• WHAT IS BEING ASKED: Copy every line below exactly.

== THE INPUT

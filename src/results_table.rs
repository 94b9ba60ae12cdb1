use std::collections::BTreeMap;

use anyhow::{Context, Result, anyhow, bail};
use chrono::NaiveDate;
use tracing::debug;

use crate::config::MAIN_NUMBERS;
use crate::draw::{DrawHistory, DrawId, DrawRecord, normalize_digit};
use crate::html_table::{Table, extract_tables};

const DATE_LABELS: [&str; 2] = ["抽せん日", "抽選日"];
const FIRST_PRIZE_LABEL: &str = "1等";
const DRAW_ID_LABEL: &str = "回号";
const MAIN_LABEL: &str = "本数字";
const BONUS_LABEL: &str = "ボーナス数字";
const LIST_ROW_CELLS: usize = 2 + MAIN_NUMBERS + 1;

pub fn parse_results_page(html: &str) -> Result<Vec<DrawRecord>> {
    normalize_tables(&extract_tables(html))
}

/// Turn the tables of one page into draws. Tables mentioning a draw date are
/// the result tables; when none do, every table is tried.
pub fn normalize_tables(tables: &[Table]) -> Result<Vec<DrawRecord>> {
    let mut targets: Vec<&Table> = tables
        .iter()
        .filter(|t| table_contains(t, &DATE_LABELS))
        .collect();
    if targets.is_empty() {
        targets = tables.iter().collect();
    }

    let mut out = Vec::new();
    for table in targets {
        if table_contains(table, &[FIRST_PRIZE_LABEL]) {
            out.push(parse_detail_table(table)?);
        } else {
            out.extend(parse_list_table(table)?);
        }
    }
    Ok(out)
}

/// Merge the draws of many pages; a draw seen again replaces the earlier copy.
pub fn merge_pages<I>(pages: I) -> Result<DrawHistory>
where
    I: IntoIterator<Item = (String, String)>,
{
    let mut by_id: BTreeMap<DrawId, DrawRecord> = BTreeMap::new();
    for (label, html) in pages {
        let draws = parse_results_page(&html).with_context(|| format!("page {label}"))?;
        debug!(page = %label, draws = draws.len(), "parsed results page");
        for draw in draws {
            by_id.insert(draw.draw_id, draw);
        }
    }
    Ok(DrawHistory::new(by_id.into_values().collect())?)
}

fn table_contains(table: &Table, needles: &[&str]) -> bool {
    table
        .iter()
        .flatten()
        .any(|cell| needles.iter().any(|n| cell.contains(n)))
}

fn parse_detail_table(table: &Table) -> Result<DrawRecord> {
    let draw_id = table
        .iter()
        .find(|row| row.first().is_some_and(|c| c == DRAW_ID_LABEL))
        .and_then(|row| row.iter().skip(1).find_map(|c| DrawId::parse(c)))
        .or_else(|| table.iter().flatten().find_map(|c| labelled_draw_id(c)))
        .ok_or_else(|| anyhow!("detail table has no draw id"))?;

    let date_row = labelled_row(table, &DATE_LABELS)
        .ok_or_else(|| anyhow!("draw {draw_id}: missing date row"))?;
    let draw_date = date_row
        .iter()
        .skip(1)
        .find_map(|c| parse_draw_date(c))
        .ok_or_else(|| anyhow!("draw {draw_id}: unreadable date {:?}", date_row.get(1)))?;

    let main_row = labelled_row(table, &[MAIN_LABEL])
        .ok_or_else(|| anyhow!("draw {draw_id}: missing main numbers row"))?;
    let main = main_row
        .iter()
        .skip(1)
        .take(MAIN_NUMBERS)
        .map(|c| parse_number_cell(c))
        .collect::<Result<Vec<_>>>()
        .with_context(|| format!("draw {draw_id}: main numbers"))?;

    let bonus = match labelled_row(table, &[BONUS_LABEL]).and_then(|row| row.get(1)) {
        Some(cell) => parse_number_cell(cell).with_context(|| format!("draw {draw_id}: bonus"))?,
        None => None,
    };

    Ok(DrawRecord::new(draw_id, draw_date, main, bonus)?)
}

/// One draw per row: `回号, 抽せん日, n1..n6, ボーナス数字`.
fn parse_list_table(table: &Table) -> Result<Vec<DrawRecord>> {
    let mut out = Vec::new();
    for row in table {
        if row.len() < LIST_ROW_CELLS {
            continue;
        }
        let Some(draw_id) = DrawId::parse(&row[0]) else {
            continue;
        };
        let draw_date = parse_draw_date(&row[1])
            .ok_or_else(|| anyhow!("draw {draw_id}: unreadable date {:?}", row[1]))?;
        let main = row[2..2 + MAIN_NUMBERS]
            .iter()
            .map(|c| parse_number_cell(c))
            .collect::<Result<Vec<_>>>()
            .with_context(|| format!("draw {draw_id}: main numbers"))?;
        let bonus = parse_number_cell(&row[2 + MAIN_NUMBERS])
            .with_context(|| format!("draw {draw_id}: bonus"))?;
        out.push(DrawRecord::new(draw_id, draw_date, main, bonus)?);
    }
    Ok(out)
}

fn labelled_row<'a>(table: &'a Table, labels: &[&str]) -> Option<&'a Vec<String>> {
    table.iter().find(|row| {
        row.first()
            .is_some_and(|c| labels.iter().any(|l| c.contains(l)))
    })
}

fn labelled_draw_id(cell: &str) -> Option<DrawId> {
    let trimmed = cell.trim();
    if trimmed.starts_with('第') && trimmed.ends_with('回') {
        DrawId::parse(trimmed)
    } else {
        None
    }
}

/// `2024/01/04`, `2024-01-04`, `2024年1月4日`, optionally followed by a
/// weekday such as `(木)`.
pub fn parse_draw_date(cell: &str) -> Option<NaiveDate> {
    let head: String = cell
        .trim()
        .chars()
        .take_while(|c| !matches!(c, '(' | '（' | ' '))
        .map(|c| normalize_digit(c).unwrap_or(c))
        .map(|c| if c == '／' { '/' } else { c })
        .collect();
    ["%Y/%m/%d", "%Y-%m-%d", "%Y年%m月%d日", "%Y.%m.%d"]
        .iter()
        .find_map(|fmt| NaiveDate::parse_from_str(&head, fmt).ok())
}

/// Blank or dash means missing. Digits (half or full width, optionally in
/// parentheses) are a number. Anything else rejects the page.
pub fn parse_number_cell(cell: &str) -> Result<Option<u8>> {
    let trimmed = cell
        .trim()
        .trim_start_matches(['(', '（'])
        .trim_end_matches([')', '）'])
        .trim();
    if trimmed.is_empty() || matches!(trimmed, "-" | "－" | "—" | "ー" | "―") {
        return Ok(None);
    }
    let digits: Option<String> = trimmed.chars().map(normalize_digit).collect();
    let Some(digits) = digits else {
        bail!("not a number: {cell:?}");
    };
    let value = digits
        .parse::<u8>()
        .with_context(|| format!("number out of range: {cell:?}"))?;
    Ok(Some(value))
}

====

• REPLY TO THE EXERCISE:
filename src/results_table.rs
repository 94b9ba60ae12cdb1
use std::collections::BTreeMap;

use anyhow::{Context, Result, anyhow, bail};
use chrono::NaiveDate;
use tracing::debug;

use crate::config::MAIN_NUMBERS;
use crate::draw::{DrawHistory, DrawId, DrawRecord, normalize_digit};
use crate::html_table::{Table, extract_tables};

const DATE_LABELS: [&str; 2] = ["抽せん日", "抽選日"];
const FIRST_PRIZE_LABEL: &str = "1等";
const DRAW_ID_LABEL: &str = "回号";
const MAIN_LABEL: &str = "本数字";
const BONUS_LABEL: &str = "ボーナス数字";
const LIST_ROW_CELLS: usize = 2 + MAIN_NUMBERS + 1;

pub fn parse_results_page(html: &str) -> Result<Vec<DrawRecord>> {
    normalize_tables(&extract_tables(html))
}

/// Turn the tables of one page into draws. Tables mentioning a draw date are
/// the result tables; when none do, every table is tried.
pub fn normalize_tables(tables: &[Table]) -> Result<Vec<DrawRecord>> {
    let mut targets: Vec<&Table> = tables
        .iter()
        .filter(|t| table_contains(t, &DATE_LABELS))
        .collect();
    if targets.is_empty() {
        targets = tables.iter().collect();
    }

    let mut out = Vec::new();
    for table in targets {
        if table_contains(table, &[FIRST_PRIZE_LABEL]) {
            out.push(parse_detail_table(table)?);
        } else {
            out.extend(parse_list_table(table)?);
        }
    }
    Ok(out)
}

/// Merge the draws of many pages; a draw seen again replaces the earlier copy.
pub fn merge_pages<I>(pages: I) -> Result<DrawHistory>
where
    I: IntoIterator<Item = (String, String)>,
{
    let mut by_id: BTreeMap<DrawId, DrawRecord> = BTreeMap::new();
    for (label, html) in pages {
        let draws = parse_results_page(&html).with_context(|| format!("page {label}"))?;
        debug!(page = %label, draws = draws.len(), "parsed results page");
        for draw in draws {
            by_id.insert(draw.draw_id, draw);
        }
    }
    Ok(DrawHistory::new(by_id.into_values().collect())?)
}

fn table_contains(table: &Table, needles: &[&str]) -> bool {
    table
        .iter()
        .flatten()
        .any(|cell| needles.iter().any(|n| cell.contains(n)))
}

fn parse_detail_table(table: &Table) -> Result<DrawRecord> {
    let draw_id = table
        .iter()
        .find(|row| row.first().is_some_and(|c| c == DRAW_ID_LABEL))
        .and_then(|row| row.iter().skip(1).find_map(|c| DrawId::parse(c)))
        .or_else(|| table.iter().flatten().find_map(|c| labelled_draw_id(c)))
        .ok_or_else(|| anyhow!("detail table has no draw id"))?;

    let date_row = labelled_row(table, &DATE_LABELS)
        .ok_or_else(|| anyhow!("draw {draw_id}: missing date row"))?;
    let draw_date = date_row
        .iter()
        .skip(1)
        .find_map(|c| parse_draw_date(c))
        .ok_or_else(|| anyhow!("draw {draw_id}: unreadable date {:?}", date_row.get(1)))?;

    let main_row = labelled_row(table, &[MAIN_LABEL])
        .ok_or_else(|| anyhow!("draw {draw_id}: missing main numbers row"))?;
    let main = main_row
        .iter()
        .skip(1)
        .take(MAIN_NUMBERS)
        .map(|c| parse_number_cell(c))
        .collect::<Result<Vec<_>>>()
        .with_context(|| format!("draw {draw_id}: main numbers"))?;

    let bonus = match labelled_row(table, &[BONUS_LABEL]).and_then(|row| row.get(1)) {
        Some(cell) => parse_number_cell(cell).with_context(|| format!("draw {draw_id}: bonus"))?,
        None => None,
    };

    Ok(DrawRecord::new(draw_id, draw_date, main, bonus)?)
}

/// One draw per row: `回号, 抽せん日, n1..n6, ボーナス数字`.
fn parse_list_table(table: &Table) -> Result<Vec<DrawRecord>> {
    let mut out = Vec::new();
    for row in table {
        if row.len() < LIST_ROW_CELLS {
            continue;
        }
        let Some(draw_id) = DrawId::parse(&row[0]) else {
            continue;
        };
        let draw_date = parse_draw_date(&row[1])
            .ok_or_else(|| anyhow!("draw {draw_id}: unreadable date {:?}", row[1]))?;
        let main = row[2..2 + MAIN_NUMBERS]
            .iter()
            .map(|c| parse_number_cell(c))
            .collect::<Result<Vec<_>>>()
            .with_context(|| format!("draw {draw_id}: main numbers"))?;
        let bonus = parse_number_cell(&row[2 + MAIN_NUMBERS])
            .with_context(|| format!("draw {draw_id}: bonus"))?;
        out.push(DrawRecord::new(draw_id, draw_date, main, bonus)?);
    }
    Ok(out)
}

fn labelled_row<'a>(table: &'a Table, labels: &[&str]) -> Option<&'a Vec<String>> {
    table.iter().find(|row| {
        row.first()
            .is_some_and(|c| labels.iter().any(|l| c.contains(l)))
    })
}

fn labelled_draw_id(cell: &str) -> Option<DrawId> {
    let trimmed = cell.trim();
    if trimmed.starts_with('第') && trimmed.ends_with('回') {
        DrawId::parse(trimmed)
    } else {
        None
    }
}

/// `2024/01/04`, `2024-01-04`, `2024年1月4日`, optionally followed by a
/// weekday such as `(木)`.
pub fn parse_draw_date(cell: &str) -> Option<NaiveDate> {
    let head: String = cell
        .trim()
        .chars()
        .take_while(|c| !matches!(c, '(' | '（' | ' '))
        .map(|c| normalize_digit(c).unwrap_or(c))
        .map(|c| if c == '／' { '/' } else { c })
        .collect();
    ["%Y/%m/%d", "%Y-%m-%d", "%Y年%m月%d日", "%Y.%m.%d"]
        .iter()
        .find_map(|fmt| NaiveDate::parse_from_str(&head, fmt).ok())
}

/// Blank or dash means missing. Digits (half or full width, optionally in
/// parentheses) are a number. Anything else rejects the page.
pub fn parse_number_cell(cell: &str) -> Result<Option<u8>> {
    let trimmed = cell
        .trim()
        .trim_start_matches(['(', '（'])
        .trim_end_matches([')', '）'])
        .trim();
    if trimmed.is_empty() || matches!(trimmed, "-" | "－" | "—" | "ー" | "―") {
        return Ok(None);
    }
    let digits: Option<String> = trimmed.chars().map(normalize_digit).collect();
    let Some(digits) = digits else {
        bail!("not a number: {cell:?}");
    };
    let value = digits
        .parse::<u8>()
        .with_context(|| format!("number out of range: {cell:?}"))?;
    Ok(Some(value))
}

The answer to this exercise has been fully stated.